The Dubai crisis wasn't even the most important event last month. The confirmation of Ben Bernanke and Obama's announcement of the surge-and-withdraw decision for the Afghan War were both more important. Both indicate that the most important decisions in the world are focused on sustaining existing trends despite catastrophic consequences in the long term.

Senators expressed huge frustration during Bernanke's confirmation hearing. They all sense the existing system is wrong. After all, the last crisis happened for a reason. Throwing around so much money to stabilize the financial system didn't cure anything.

If you listen to how Bernanke is justifying what he has done and is doing, it sounds just like Greenspan. It is about decisions made on marginal considerations, not on the soundness of the system. The most powerful consideration is put on how the decisions impact GDP and employment in the short term. There is a Chinese saying that one could quench ones thirst by drinking poison. Bernanke seems to be prescribing exactly this to the US economy. He talks about interest rates being kept low because the unemployment rate is high, but he doesn't talk about how low it should be. He is confusing people between levels and marginal changes.


Governments throwing around trillions of dollars restore stability temporarily, but this strategy is too expensive to last. Only massive structural changes can bring the global economy into self-sustaining balance and lay the foundation for another growth cycle. The problem is that structural reforms would bring pain first and gain later. Politicians, wherever they are and whatever parties they belong to, seem incapable of talking about accepting pain. The policy consensus to prop up the global economy with stimulus will continue until inflation takes off or governments are broke.


When the next crisis hits, the cost will materialize. The financial recovery that governments are touting is really a sham; it is just another robbery.

Asset inflation is making a significant contribution to global growth, mainly in emerging economies and in the housing, auto and commodity sectors. The perceived robust growth in emerging economies is mainly an asset inflation story, which is fed by the weak dollar-driven hot money. What's occurring is similar to what happened in 1995. Then the emerging economies had robust growth amidst asset inflation while the dollar was making a historical low.

Inflation will likely drive the next crisis. The normal lag between money creation and inflation is one year and a half – though it is probably longer now due to globalization.

The next crisis will essentially be a continuation of the last one. Out of political concerns governments and central banks have thrown trillions of dollars towards preventing necessary economic adjustments, believing that stimulus will bring back growth. The money is buying some time, but the costs are (1) that the governments won't have enough money to cushion the pain during the coming economic restructuring and (2) that inflation will increase misery in an economic downturn.

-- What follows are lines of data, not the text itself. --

// SPDX-License-Identifier: BUSL-1.1
// Copyright (c) 2026 Alfred Jean LLC

// Allow panic!/unwrap/expect in test code
#![cfg_attr(test, allow(clippy::panic))]
#![cfg_attr(test, allow(clippy::unwrap_used))]
#![cfg_attr(test, allow(clippy::expect_used))]

//! Seal envelope workflow engine

mod audit;
mod error;
mod progress;
mod publisher;
mod service;

pub use audit::{AuditSink, JsonlAuditSink, MemoryAuditSink};
pub use error::EngineError;
pub use publisher::DeliveryReport;
pub use service::{Engine, EngineDeps, EnvelopeSummary, NewRecipient, NewTab};
// SPDX-License-Identifier: BUSL-1.1
// Copyright (c) 2026 Alfred Jean LLC

// Allow panic!/unwrap/expect in test code
#![cfg_attr(test, allow(clippy::panic))]
#![cfg_attr(test, allow(clippy::unwrap_used))]
#![cfg_attr(test, allow(clippy::expect_used))]

//! seal-core: envelope workflow domain
//!
//! This crate provides:
//! - Pure state machines for envelopes, recipients, workflow steps and locks
//! - The recipient router that gates signing order
//! - Delivery configuration, payload signing and the retry ledger
//! - Write-ahead log operations and audit records

pub mod clock;
pub mod config;
pub mod error;
pub mod id;
pub mod item;

// State machines (order matters for dependencies)
pub mod envelope;
pub mod recipient;
pub mod document;
pub mod routing;
pub mod coordination;
pub mod workflow;

pub mod audit;
pub mod delivery;
pub mod event;
pub mod operation;

pub use audit::{Actor, AuditEntry, ResourceRef};
pub use clock::{Clock, FakeClock, SystemClock};
pub use config::{ConfigError, EngineConfig};
pub use coordination::{EnvelopeLock, LockKind};
pub use delivery::{
    ConnectConfig, ConnectFailure, ConnectLog, DeliveryPayload, EventPattern, FailureKey,
    RetryPolicy, MAX_RETRY_ATTEMPTS,
};
pub use document::{Document, Tab, TabKind, TabPosition, TabValidation};
pub use envelope::{Envelope, EnvelopeAction, EnvelopeSettings, EnvelopeStatus};
pub use error::WorkflowError;
pub use event::{Event, EventKind};
pub use id::{
    AccountId, ConfigId, DocumentId, EnvelopeId, IdGen, LockToken, RecipientId, SequentialIdGen,
    StepId, TabId, TemplateId, UserId, UuidIdGen,
};
pub use item::{ItemKind, ItemRef};
pub use operation::Operation;
pub use recipient::{Recipient, RecipientKind, RecipientStatus};
pub use routing::{Router, RoutingOutcome};
pub use workflow::{StepCompletion, StepStatus, Trigger, Workflow, WorkflowStatus, WorkflowStep};
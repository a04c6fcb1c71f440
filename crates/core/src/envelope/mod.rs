// SPDX-License-Identifier: BUSL-1.1
// Copyright (c) 2026 Alfred Jean LLC

//! Envelope status state machine

mod policy;
mod state;
mod status;

pub use policy::{EnvelopeSettings, ExpirationPolicy, ReminderPolicy};
pub use state::{Envelope, EnvelopeAction, Transition};
pub use status::EnvelopeStatus;
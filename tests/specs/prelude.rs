//! Shared setup for engine specs

#![allow(dead_code)]

pub use seal_adapters::FakeWebhookAdapter;
pub use seal_core::{
    AccountId, Actor, EngineConfig, EnvelopeId, EnvelopeSettings, EnvelopeStatus, FakeClock,
    LockKind, LockToken, Recipient, RecipientId, RecipientKind, RecipientStatus,
    SequentialIdGen, StepId, Trigger, UserId, WorkflowError, WorkflowStep,
};
pub use seal_engine::{Engine, EngineDeps, MemoryAuditSink, NewRecipient};
pub use std::sync::Arc;
pub use std::time::Duration;

pub type SpecEngine = Engine<FakeWebhookAdapter, FakeClock, SequentialIdGen>;

/// An engine wired to fakes, with handles to inspect them
pub struct World {
    pub engine: SpecEngine,
    pub webhook: FakeWebhookAdapter,
    pub clock: FakeClock,
    pub audit: MemoryAuditSink,
}

pub fn world() -> World {
    world_with(EngineConfig::default())
}

pub fn world_with(config: EngineConfig) -> World {
    let webhook = FakeWebhookAdapter::new();
    let clock = FakeClock::new();
    let audit = MemoryAuditSink::new();
    let engine = Engine::new(
        EngineDeps {
            webhook: webhook.clone(),
            store: seal_storage::Store::in_memory(),
            audit: Arc::new(audit.clone()),
        },
        config,
        clock.clone(),
        SequentialIdGen::new("spec"),
    );
    World {
        engine,
        webhook,
        clock,
        audit,
    }
}

pub fn sender() -> Actor {
    Actor::User(UserId::new("sender"))
}

pub fn account() -> AccountId {
    AccountId::new("acct-1")
}

pub fn hours(n: u64) -> Duration {
    Duration::from_secs(n * 3600)
}

impl World {
    /// Create an envelope, take the edit lock and add the given recipients
    pub fn draft(
        &self,
        settings: EnvelopeSettings,
        recipients: &[(RecipientKind, &str, u32)],
    ) -> (EnvelopeId, LockToken, Vec<RecipientId>) {
        let id = self
            .engine
            .create_envelope(&sender(), account(), "Services agreement", settings)
            .unwrap()
            .id;
        let token = self
            .engine
            .acquire_lock(&id, &UserId::new("sender"), LockKind::Edit, None)
            .unwrap()
            .token;
        let ids = recipients
            .iter()
            .map(|(kind, name, order)| {
                let email = format!("{}@example.com", name);
                self.engine
                    .add_recipient(
                        &sender(),
                        &id,
                        &token,
                        NewRecipient::new(*kind, name, &email, *order),
                    )
                    .unwrap()
                    .id
            })
            .collect();
        (id, token, ids)
    }

    pub fn recipient(&self, envelope_id: &EnvelopeId, recipient_id: &RecipientId) -> Recipient {
        self.engine
            .recipients(envelope_id)
            .into_iter()
            .find(|r| &r.id == recipient_id)
            .unwrap()
    }

    pub fn status(&self, envelope_id: &EnvelopeId) -> EnvelopeStatus {
        self.engine.envelope(envelope_id).unwrap().status
    }

    pub fn count_action(&self, action: &str) -> usize {
        self.audit.actions().iter().filter(|a| *a == action).count()
    }
}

The whole world is drinking poison to quench its thirst. It may feel like relief now, but the sickness will strike in 2012.

Comments:

Another outstanding article by Andy Xie.  The recovery is a sham.  Depending on how deep government pockets are, we could end up in an inflationary scenario through enormous money printing.  Alternatively, we could be in a deflationary collapse triggered by another credit crisis. 
How this will play out depends on the reaction of central bankers and policy makers.  From the actions to correct the structural problems that we have seen to date, optimism is in short supply.